Par Onrembobine @OnRembobinefr

[Critique] AU CŒUR DE L’OCÉAN

Titre original : In The Heart Of The Sea

Note:
Origine : États-Unis
Réalisateur : Ron Howard
Distribution : Chris Hemsworth, Benjamin Walker, Cillian Murphy, Ben Whishaw, Tom Holland, Brendan Gleeson, Charlotte Riley, Frank Dillane, Michelle Fairley…
Genre : Aventure/Drame/Adaptation
Date de sortie : 9 décembre 2015

Le Pitch :
Hiver 1920, Nouvelle-Angleterre. Le baleinier Essex quitte les côtes de la Nouvelle-Angleterre afin de ramener un maximum de barils d’huile de baleine. Devant la pénurie de cétacés, le navire se voit contraint de s’aventurer plus loin, en espérant faire bonne fortune. C’est alors que l’équipage est victime de l’attaque d’un gigantesque cachalot particulièrement malin, qui semble vouloir couler l’embarcation. Complètement pris de court, le capitaine George Pollard et son second, le marin aguerri Owen Chase, tentent de sauver ce qui peut l’être, à commencer par leur vie. Histoire vraie…

La Critique :
Non, le nouveau film de Ron Howard n’est pas l’adaptation de Moby Dick, le roman emblématique d’Herman Melville. Il s’agit en fait de celle du livre éponyme de Nathaniel Philbrick, qui raconte les mésaventures de l’équipage de l’Essex, un baleinier pris en chasse par un cachalot géant. Une histoire ayant donc inspiré Melville. L’auteur figure d’ailleurs dans le métrage, sous les traits de Ben Whishaw. C’est lui qui vient frapper à la porte du dernier survivant de l’Essex, plusieurs décennies après les faits, pour lui demander de conter un récit devenu mythique. Ainsi, pas la peine d’espérer trouver l’équivalent « réel » du capitaine Achab, pris dans la quête maladive d’un monstre marin doué d’une intelligence extraordinaire. Au Cœur de l’Océan raconte davantage une épopée plus terre à terre où la survie tient une place prépondérante.

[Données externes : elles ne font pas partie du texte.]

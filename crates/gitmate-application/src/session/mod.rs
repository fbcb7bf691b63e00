mod manager;

pub use manager::{SessionManager, replay_history};
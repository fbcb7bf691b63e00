//! Configuration types.
//!
//! `GitMateConfig` lives in `config.toml`; `SecretConfig` lives in
//! `secret.json` so that API keys never share a file with shareable settings.

use crate::chat::ChatModel;
use serde::{Deserialize, Serialize};

pub const DEFAULT_GEMINI_BASE_URL: &str = "https://generativelanguage.googleapis.com/v1beta/models";
pub const DEFAULT_GITHUB_API_BASE: &str = "https://api.github.com";
pub const DEFAULT_TEMPERATURE: f32 = 0.7;
pub const DEFAULT_USER_AGENT: &str = "gitmate";

/// Application settings.
#[derive(Deserialize, Serialize, Debug, Clone, PartialEq, Default)]
pub struct GitMateConfig {
    /// Model for newly started workspaces
    #[serde(default)]
    pub default_model: ChatModel,
    #[serde(default)]
    pub gemini: GeminiSettings,
    #[serde(default)]
    pub github: GithubSettings,
}

#[derive(Deserialize, Serialize, Debug, Clone, PartialEq)]
pub struct GeminiSettings {
    #[serde(default = "default_gemini_base_url")]
    pub base_url: String,
    #[serde(default = "default_temperature")]
    pub temperature: f32,
}

impl Default for GeminiSettings {
    fn default() -> Self {
        Self {
            base_url: default_gemini_base_url(),
            temperature: default_temperature(),
        }
    }
}

#[derive(Deserialize, Serialize, Debug, Clone, PartialEq)]
pub struct GithubSettings {
    #[serde(default = "default_github_api_base")]
    pub api_base: String,
    #[serde(default = "default_user_agent")]
    pub user_agent: String,
}

impl Default for GithubSettings {
    fn default() -> Self {
        Self {
            api_base: default_github_api_base(),
            user_agent: default_user_agent(),
        }
    }
}

fn default_gemini_base_url() -> String {
    DEFAULT_GEMINI_BASE_URL.to_string()
}

fn default_temperature() -> f32 {
    DEFAULT_TEMPERATURE
}

fn default_github_api_base() -> String {
    DEFAULT_GITHUB_API_BASE.to_string()
}

fn default_user_agent() -> String {
    DEFAULT_USER_AGENT.to_string()
}

/// API keys.
#[derive(Deserialize, Serialize, Debug, Clone, PartialEq, Eq, Default)]
pub struct SecretConfig {
    #[serde(default, skip_serializing_if = "Option::is_none")]
    pub gemini: Option<GeminiSecret>,
}

#[derive(Deserialize, Serialize, Debug, Clone, PartialEq, Eq, Default)]
pub struct GeminiSecret {
    pub api_key: String,
}

impl SecretConfig {
    /// The Gemini key, if one is configured and non-blank.
    pub fn gemini_api_key(&self) -> Option<&str> {
        self.gemini
            .as_ref()
            .map(|g| g.api_key.trim())
            .filter(|key| !key.is_empty())
    }
}

#[cfg(test)]
mod tests {
    use super::*;

    #[test]
    fn test_empty_toml_yields_defaults() {
        let config: GitMateConfig = toml::from_str("").unwrap();
        assert_eq!(config, GitMateConfig::default());
        assert_eq!(config.gemini.temperature, DEFAULT_TEMPERATURE);
        assert_eq!(config.github.api_base, DEFAULT_GITHUB_API_BASE);
    }

    #[test]
    fn test_partial_toml_keeps_other_defaults() {
        let config: GitMateConfig = toml::from_str(
            r#"
default_model = "gemini-3-pro-preview"

[github]
api_base = "http://localhost:9000"
"#,
        )
        .unwrap();
        assert_eq!(config.default_model, ChatModel::Pro);
        assert_eq!(config.github.api_base, "http://localhost:9000");
        assert_eq!(config.github.user_agent, DEFAULT_USER_AGENT);
        assert_eq!(config.gemini.base_url, DEFAULT_GEMINI_BASE_URL);
    }

    #[test]
    fn test_blank_api_key_is_absent() {
        let secrets = SecretConfig {
            gemini: Some(GeminiSecret {
                api_key: "  ".to_string(),
            }),
        };
        assert!(secrets.gemini_api_key().is_none());
        assert!(SecretConfig::default().gemini_api_key().is_none());
    }
}
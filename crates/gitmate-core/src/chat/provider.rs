//! Chat provider interface.
//!
//! A provider opens [`ChatSession`]s. A session carries a fixed system
//! instruction and a replayed history; it cannot be re-instructed in place,
//! so any context change means opening a new session.

use super::model::ChatModel;
use super::turn::{Speaker, TurnContent};
use crate::error::Result;
use async_trait::async_trait;
use futures::stream::BoxStream;
use std::sync::Arc;

/// Lazy, finite sequence of reply fragments.
///
/// Dropping the stream abandons the reply; nothing else cancels it.
pub type FragmentStream = BoxStream<'static, Result<String>>;

/// A provider-neutral history entry.
#[derive(Debug, Clone, PartialEq, Eq)]
pub struct HistoryTurn {
    pub speaker: Speaker,
    pub content: TurnContent,
}

impl HistoryTurn {
    pub fn new(speaker: Speaker, content: TurnContent) -> Self {
        Self { speaker, content }
    }
}

/// Everything needed to open a session.
#[derive(Debug, Clone, PartialEq, Eq)]
pub struct SessionConfig {
    /// System instruction produced by the context assembler.
    pub instruction: String,
    pub model: ChatModel,
    /// Thinking budget, set only for the reasoning model.
    pub reasoning_budget: Option<u32>,
    /// Turns replayed into the new session, oldest first.
    pub history: Vec<HistoryTurn>,
}

/// Opens chat sessions against a hosted model.
pub trait ChatProvider: Send + Sync {
    /// Opens a new session.
    ///
    /// # Errors
    ///
    /// Fails when the provider cannot be used at all (e.g. no API key).
    fn create_session(&self, config: SessionConfig) -> Result<Arc<dyn ChatSession>>;
}

/// A live session handle.
#[async_trait]
pub trait ChatSession: Send + Sync {
    /// The configuration this session was opened with.
    fn config(&self) -> &SessionConfig;

    /// The provider's view of the conversation so far.
    async fn history(&self) -> Vec<HistoryTurn>;

    /// Sends a user turn and returns the reply as a fragment stream.
    ///
    /// The stream ends when the provider's turn is complete. Every item is a
    /// non-empty fragment or an error; after an error the stream yields
    /// nothing more.
    async fn stream_reply(&self, message: TurnContent) -> Result<FragmentStream>;
}
//! Fixed prompts and status-notice texts.

use super::model::ChatModel;
use crate::error::GitMateError;
use std::str::FromStr;

/// Sent in place of an empty message when only an image is attached.
pub const DEFAULT_IMAGE_PROMPT: &str = "Analyze this image.";

/// Appended when a send fails.
pub const APOLOGY_NOTICE: &str = "Sorry, I encountered an error. Please try again.";

/// Sole turn left after clearing the chat.
pub const CHAT_CLEARED_NOTICE: &str = "Chat cleared. I'm ready for a fresh start!";

pub fn welcome_notice(display_name: &str) -> String {
    format!(
        "Hello! I'm ready to pair program on **{display_name}**. \n\nBrowse the repository to add files to my context, or just ask me anything about the codebase!"
    )
}

pub fn model_switched_notice(model: ChatModel) -> String {
    format!("Switched model to **{}**.", model.label())
}

pub fn file_applied_notice(path: &str) -> String {
    format!("✅ Updated **{path}** in context.")
}

pub fn analyze_file_prompt(path: &str) -> String {
    format!(
        "Analyze the file `{path}`.\n1. Explain its purpose.\n2. Identify any potential bugs, security risks, or performance issues.\n3. Suggest specific improvements or refactoring steps."
    )
}

/// One-click prompts over the whole context.
#[derive(Debug, Clone, Copy, PartialEq, Eq)]
pub enum QuickAction {
    Explain,
    FindBugs,
    Refactor,
    TestPlan,
}

impl QuickAction {
    pub const ALL: [QuickAction; 4] = [
        QuickAction::Explain,
        QuickAction::FindBugs,
        QuickAction::Refactor,
        QuickAction::TestPlan,
    ];

    pub fn label(&self) -> &'static str {
        match self {
            Self::Explain => "Explain",
            Self::FindBugs => "Find Bugs",
            Self::Refactor => "Refactor",
            Self::TestPlan => "Test Plan",
        }
    }

    pub fn prompt(&self) -> &'static str {
        match self {
            Self::Explain => "Explain the architecture and purpose of the files in context.",
            Self::FindBugs => {
                "Analyze the context files for potential bugs, security issues, or edge cases."
            }
            Self::Refactor => "Suggest refactoring improvements for cleaner, more maintainable code.",
            Self::TestPlan => "Generate a test plan and unit test examples for these files.",
        }
    }
}

impl FromStr for QuickAction {
    type Err = GitMateError;

    fn from_str(s: &str) -> Result<Self, Self::Err> {
        match s.trim().to_ascii_lowercase().as_str() {
            "explain" => Ok(Self::Explain),
            "bugs" | "find-bugs" | "findbugs" => Ok(Self::FindBugs),
            "refactor" => Ok(Self::Refactor),
            "tests" | "test-plan" | "testplan" => Ok(Self::TestPlan),
            other => Err(GitMateError::invalid_input(format!(
                "unknown quick action '{other}' (expected explain, bugs, refactor or tests)"
            ))),
        }
    }
}

#[cfg(test)]
mod tests {
    use super::*;

    #[test]
    fn test_quick_action_parse() {
        assert_eq!("bugs".parse::<QuickAction>().unwrap(), QuickAction::FindBugs);
        assert_eq!("Tests".parse::<QuickAction>().unwrap(), QuickAction::TestPlan);
        assert!("deploy".parse::<QuickAction>().is_err());
    }

    #[test]
    fn test_notices_mention_subject() {
        assert!(model_switched_notice(ChatModel::Pro).contains("Pro (Reasoning)"));
        assert!(file_applied_notice("src/lib.rs").contains("**src/lib.rs**"));
        assert!(welcome_notice("repo").contains("**repo**"));
        assert!(analyze_file_prompt("a.ts").starts_with("Analyze the file `a.ts`."));
    }
}
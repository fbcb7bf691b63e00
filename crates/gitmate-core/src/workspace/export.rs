//! Shell-script export of the selected files.

use super::model::FileContext;

use shell_words::quote;

const SCRIPT_HEADER: &str = "#!/bin/bash
# Generated by GitMate - Apply Context Changes
# Run this script to sync the AI context files to your local repository.

echo \"Applying changes from GitMate context...\"
";

/// Picks a heredoc delimiter that no body line equals.
fn heredoc_delimiter(body: &str) -> String {
    let mut delimiter = "EOF".to_string();
    let mut suffix = 0;
    while body.lines().any(|line| line == delimiter) {
        suffix += 1;
        delimiter = format!("EOF_{suffix}");
    }
    delimiter
}

/// Comment text for `path`, kept on one line.
fn comment_text(path: &str) -> String {
    path.chars()
        .map(|c| if c.is_control() { '?' } else { c })
        .collect()
}

fn file_section(file: &FileContext) -> String {
    let mut section = format!("\n# {}\n", comment_text(&file.path));

    if let Some((dir, _)) = file.path.rsplit_once('/') {
        if !dir.is_empty() {
            section.push_str(&format!("mkdir -p {}\n", quote(dir)));
        }
    }

    let delimiter = heredoc_delimiter(&file.body);
    section.push_str(&format!(
        "cat << '{delimiter}' > {path}\n{body}\n{delimiter}\n",
        path = quote(&file.path),
        body = file.body
    ));
    section
}

/// Renders a bash script that recreates every file with its current body.
///
/// Each file gets a quoted heredoc and a single-quoted target path, so neither
/// the body nor the path goes through shell expansion.
pub fn export_script(files: &[FileContext]) -> String {
    let sections = files.iter().map(file_section).collect::<Vec<_>>().join("\n");
    format!("{SCRIPT_HEADER}{sections}\necho \"Done!\"\n")
}

#[cfg(test)]
mod tests {
    use super::*;

    #[test]
    fn test_script_recreates_nested_file() {
        let script = export_script(&[FileContext::new("src/app/main.ts", "console.log('$HOME');")]);

        assert!(script.starts_with("#!/bin/bash\n"));
        assert!(script.contains("mkdir -p src/app\n"));
        assert!(script.contains("cat << 'EOF' > src/app/main.ts\nconsole.log('$HOME');\nEOF\n"));
        assert!(script.trim_end().ends_with("echo \"Done!\""));
    }

    #[test]
    fn test_root_file_skips_mkdir() {
        let script = export_script(&[FileContext::new("README.md", "# hi")]);
        assert!(!script.contains("mkdir"));
        assert!(script.contains("# README.md\n"));
    }

    #[test]
    fn test_delimiter_avoids_body_collision() {
        let script = export_script(&[FileContext::new("notes.txt", "line\nEOF\nmore")]);
        assert!(script.contains("cat << 'EOF_1' > notes.txt"));
        assert!(script.contains("more\nEOF_1\n"));
    }

    #[test]
    fn test_command_substitution_in_path_is_quoted() {
        let script = export_script(&[FileContext::new("src/$(touch pwned)/a `id`.txt", "hi")]);

        assert!(script.contains("mkdir -p 'src/$(touch pwned)'\n"));
        assert!(script.contains("cat << 'EOF' > 'src/$(touch pwned)/a `id`.txt'\nhi\nEOF\n"));
        assert!(!script.contains("\"src/$("));
    }

    #[test]
    fn test_single_quote_in_path_is_escaped() {
        let script = export_script(&[FileContext::new("it's.txt", "x")]);
        assert!(script.contains("cat << 'EOF' > 'it'\\''s.txt'\n"));
    }

    #[test]
    fn test_control_characters_stay_in_comment_line() {
        let script = export_script(&[FileContext::new("a\nrm -rf x.txt", "x")]);
        assert!(script.contains("\n# a?rm -rf x.txt\n"));
        assert!(!script.lines().any(|line| line == "rm -rf x.txt"));
    }

    #[test]
    fn test_empty_selection_still_valid_script() {
        let script = export_script(&[]);
        assert!(script.contains("Applying changes"));
        assert!(script.contains("Done!"));
    }
}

Au fond, la baleine, qui est en fait un cachalot, n’y apparaît pas autant que prévu, laissant la place au calvaire des hommes contraints d’affronter les conséquences de leur arrogance.
Un aspect important du film, tant celui-ci s’attache dans un premier temps à suivre ces tueurs de baleines dans leurs exactions. Chassées pour l’huile qu’elles fournissaient et qui servait ensuite de carburant pour éclairer les villes, et pour leurs os (entre autres choses), les baleines étaient à l’époque au centre de toutes les convoitises. Même si le contexte est clairement exposé par Howard, difficile alors de prendre en sympathie des types acharnés, désireux de massacrer le plus de mammifères possible. L’aspect violent de leur métier n’est pas occulté, même si le plaisir qu’ils en retirent tient plus à l’argent que leurs proies représentent. Les trophées qu’ils arborent servant ensuite de vecteurs de respectabilité, quand bien même le vrai bénéfice revient aux puissants restés à terre. On remarque d’ailleurs un petit sous-propos politique plutôt bien vu, et tant pis si on a déjà vu plus percutant ailleurs car au fond, là n’est pas l’essentiel. C’est ensuite que le long-métrage délivre un discours là encore attendu, mais bien vu, quand la baleine réveille la conscience du héros, en le mettant face à l’absurdité de ce qui fut jusqu’alors sa raison de vivre.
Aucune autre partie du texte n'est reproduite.